What needs to be done: Each line of the data has to be written out again exactly as shown.

Data to use:
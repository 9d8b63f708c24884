//! Output formatting utilities

use clap::ValueEnum;
use colored::Colorize;
use finops_core::engine::Priority;

/// Output format for reports
#[derive(Debug, Clone, Copy, Default, PartialEq, Eq, ValueEnum)]
pub enum OutputFormat {
    /// Text report with tables (default)
    #[default]
    Table,
    /// JSON document
    Json,
}

impl OutputFormat {
    /// File extension used for auto-named report files
    pub fn extension(&self) -> &'static str {
        match self {
            OutputFormat::Table => "txt",
            OutputFormat::Json => "json",
        }
    }
}

/// Print a success message
pub fn print_success(message: &str) {
    eprintln!("{} {}", "✓".green().bold(), message);
}

/// Print an info message
pub fn print_info(message: &str) {
    eprintln!("{} {}", "ℹ".blue().bold(), message);
}

/// Format a USD amount with thousands separators, e.g. `$45,234.50`
pub fn format_currency(amount: f64) -> String {
    let sign = if amount < 0.0 { "-" } else { "" };
    let fixed = format!("{:.2}", amount.abs());
    let (whole, cents) = fixed.split_once('.').unwrap_or((fixed.as_str(), "00"));

    let mut grouped = String::with_capacity(whole.len() + whole.len() / 3);
    for (i, ch) in whole.chars().enumerate() {
        if i > 0 && (whole.len() - i) % 3 == 0 {
            grouped.push(',');
        }
        grouped.push(ch);
    }

    format!("{}${}.{}", sign, grouped, cents)
}

/// Format a percentage with one decimal
pub fn format_percent(value: f64) -> String {
    format!("{:.1}%", value)
}

/// Color a priority label
pub fn color_priority(priority: Priority) -> String {
    match priority {
        Priority::High => priority.as_str().red().bold().to_string(),
        Priority::Medium => priority.as_str().yellow().to_string(),
        Priority::Low => priority.as_str().blue().to_string(),
    }
}

/// Color a compliance percentage
pub fn color_compliance(percent: f64) -> String {
    let formatted = format_percent(percent);
    if percent >= 90.0 {
        formatted.green().to_string()
    } else if percent >= 60.0 {
        formatted.yellow().to_string()
    } else {
        formatted.red().to_string()
    }
}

Worked solution:
repository 9d8b63f708c24884
//! Output formatting utilities

use clap::ValueEnum;
use colored::Colorize;
use finops_core::engine::Priority;

/// Output format for reports
#[derive(Debug, Clone, Copy, Default, PartialEq, Eq, ValueEnum)]
pub enum OutputFormat {
    /// Text report with tables (default)
    #[default]
    Table,
    /// JSON document
    Json,
}

impl OutputFormat {
    /// File extension used for auto-named report files
    pub fn extension(&self) -> &'static str {
        match self {
            OutputFormat::Table => "txt",
            OutputFormat::Json => "json",
        }
    }
}

/// Print a success message
pub fn print_success(message: &str) {
    eprintln!("{} {}", "✓".green().bold(), message);
}

/// Print an info message
pub fn print_info(message: &str) {
    eprintln!("{} {}", "ℹ".blue().bold(), message);
}

/// Format a USD amount with thousands separators, e.g. `$45,234.50`
pub fn format_currency(amount: f64) -> String {
    let sign = if amount < 0.0 { "-" } else { "" };
    let fixed = format!("{:.2}", amount.abs());
    let (whole, cents) = fixed.split_once('.').unwrap_or((fixed.as_str(), "00"));

    let mut grouped = String::with_capacity(whole.len() + whole.len() / 3);
    for (i, ch) in whole.chars().enumerate() {
        if i > 0 && (whole.len() - i) % 3 == 0 {
            grouped.push(',');
        }
        grouped.push(ch);
    }

    format!("{}${}.{}", sign, grouped, cents)
}

/// Format a percentage with one decimal
pub fn format_percent(value: f64) -> String {
    format!("{:.1}%", value)
}

/// Color a priority label
pub fn color_priority(priority: Priority) -> String {
    match priority {
        Priority::High => priority.as_str().red().bold().to_string(),
        Priority::Medium => priority.as_str().yellow().to_string(),
        Priority::Low => priority.as_str().blue().to_string(),
    }
}

/// Color a compliance percentage
pub fn color_compliance(percent: f64) -> String {
    let formatted = format_percent(percent);
    if percent >= 90.0 {
        formatted.green().to_string()
    } else if percent >= 60.0 {
        formatted.yellow().to_string()
    } else {
        formatted.red().to_string()
    }
}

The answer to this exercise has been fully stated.